**GIVEN INFORMATION:**

------------------------------------------------------------

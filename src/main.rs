//! pagelinks CLI
//!
//! Command-line interface for decorating JSON pages

use clap::Parser;
use pagelinks::cli::{Cli, Runner};

fn main() {
    let cli = Cli::parse();

    // Initialize logging (stderr, stdout carries the rendered output)
    let level: tracing::Level = cli.log_level.into();
    tracing_subscriber::fmt()
        .with_writer(std::io::stderr)
        .with_env_filter(
            tracing_subscriber::EnvFilter::from_default_env().add_directive(level.into()),
        )
        .init();

    let runner = Runner::new(cli);

    if let Err(e) = runner.run() {
        eprintln!("Error: {e}");
        std::process::exit(1);
    }
}
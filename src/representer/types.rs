//! Representer types and link rendering

use crate::error::{Error, Result};
use crate::links::Link;
use crate::types::{JsonObject, JsonValue};
use serde::{Deserialize, Serialize};
use serde_json::json;

/// Default name of the total-count field
pub const DEFAULT_TOTAL_FIELD: &str = "total_entries";

/// How links are rendered into the document
#[derive(Debug, Clone, Copy, PartialEq, Eq, Default, Serialize, Deserialize, clap::ValueEnum)]
#[serde(rename_all = "snake_case")]
pub enum LinkFormat {
    /// `"links": [{"rel": "self", "href": "..."}]`
    #[default]
    Array,
    /// `"_links": {"self": {"href": "..."}}`
    Hal,
}

impl LinkFormat {
    /// Document key the links are stored under
    pub fn key(self) -> &'static str {
        match self {
            LinkFormat::Array => "links",
            LinkFormat::Hal => "_links",
        }
    }

    /// Render links in this format, preserving their order
    pub fn render(self, links: &[Link]) -> JsonValue {
        match self {
            LinkFormat::Array => JsonValue::Array(
                links
                    .iter()
                    .map(|link| json!({ "rel": link.rel, "href": link.href }))
                    .collect(),
            ),
            LinkFormat::Hal => {
                let mut map = JsonObject::new();
                for link in links {
                    map.insert(link.rel.to_string(), json!({ "href": link.href }));
                }
                JsonValue::Object(map)
            }
        }
    }
}

/// Turns one item into its JSON representation
pub type ItemDecorator<T> = Box<dyn Fn(&T) -> Result<JsonValue> + Send + Sync>;

/// Item decorator that serializes with serde
pub fn serialize_item<T: Serialize>(item: &T) -> Result<JsonValue> {
    Ok(serde_json::to_value(item)?)
}

/// Decorate every item, tagging failures with the item's position
pub(crate) fn decorate_items<T>(
    items: &[T],
    decorator: &(dyn Fn(&T) -> Result<JsonValue> + Send + Sync),
) -> Result<Vec<JsonValue>> {
    items
        .iter()
        .enumerate()
        .map(|(index, item)| decorator(item).map_err(|e| Error::item(index, e)))
        .collect()
}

------------------------------------------------------------

**WHAT TO DO:**
Every record must be transcribed precisely, down to the last character.

**OUTPUT OF THE TASK:**
filename src/main.rs
//! pagelinks CLI
//!
//! Command-line interface for decorating JSON pages

use clap::Parser;
use pagelinks::cli::{Cli, Runner};

fn main() {
    let cli = Cli::parse();

    // Initialize logging (stderr, stdout carries the rendered output)
    let level: tracing::Level = cli.log_level.into();
    tracing_subscriber::fmt()
        .with_writer(std::io::stderr)
        .with_env_filter(
            tracing_subscriber::EnvFilter::from_default_env().add_directive(level.into()),
        )
        .init();

    let runner = Runner::new(cli);

    if let Err(e) = runner.run() {
        eprintln!("Error: {e}");
        std::process::exit(1);
    }
}
filename src/representer/types.rs
//! Representer types and link rendering

use crate::error::{Error, Result};
use crate::links::Link;
use crate::types::{JsonObject, JsonValue};
use serde::{Deserialize, Serialize};
use serde_json::json;

/// Default name of the total-count field
pub const DEFAULT_TOTAL_FIELD: &str = "total_entries";

/// How links are rendered into the document
#[derive(Debug, Clone, Copy, PartialEq, Eq, Default, Serialize, Deserialize, clap::ValueEnum)]
#[serde(rename_all = "snake_case")]
pub enum LinkFormat {
    /// `"links": [{"rel": "self", "href": "..."}]`
    #[default]
    Array,
    /// `"_links": {"self": {"href": "..."}}`
    Hal,
}

impl LinkFormat {
    /// Document key the links are stored under
    pub fn key(self) -> &'static str {
        match self {
            LinkFormat::Array => "links",
            LinkFormat::Hal => "_links",
        }
    }

    /// Render links in this format, preserving their order
    pub fn render(self, links: &[Link]) -> JsonValue {
        match self {
            LinkFormat::Array => JsonValue::Array(
                links
                    .iter()
                    .map(|link| json!({ "rel": link.rel, "href": link.href }))
                    .collect(),
            ),
            LinkFormat::Hal => {
                let mut map = JsonObject::new();
                for link in links {
                    map.insert(link.rel.to_string(), json!({ "href": link.href }));
                }
                JsonValue::Object(map)
            }
        }
    }
}

/// Turns one item into its JSON representation
pub type ItemDecorator<T> = Box<dyn Fn(&T) -> Result<JsonValue> + Send + Sync>;

/// Item decorator that serializes with serde
pub fn serialize_item<T: Serialize>(item: &T) -> Result<JsonValue> {
    Ok(serde_json::to_value(item)?)
}

/// Decorate every item, tagging failures with the item's position
pub(crate) fn decorate_items<T>(
    items: &[T],
    decorator: &(dyn Fn(&T) -> Result<JsonValue> + Send + Sync),
) -> Result<Vec<JsonValue>> {
    items
        .iter()
        .enumerate()
        .map(|(index, item)| decorator(item).map_err(|e| Error::item(index, e)))
        .collect()
}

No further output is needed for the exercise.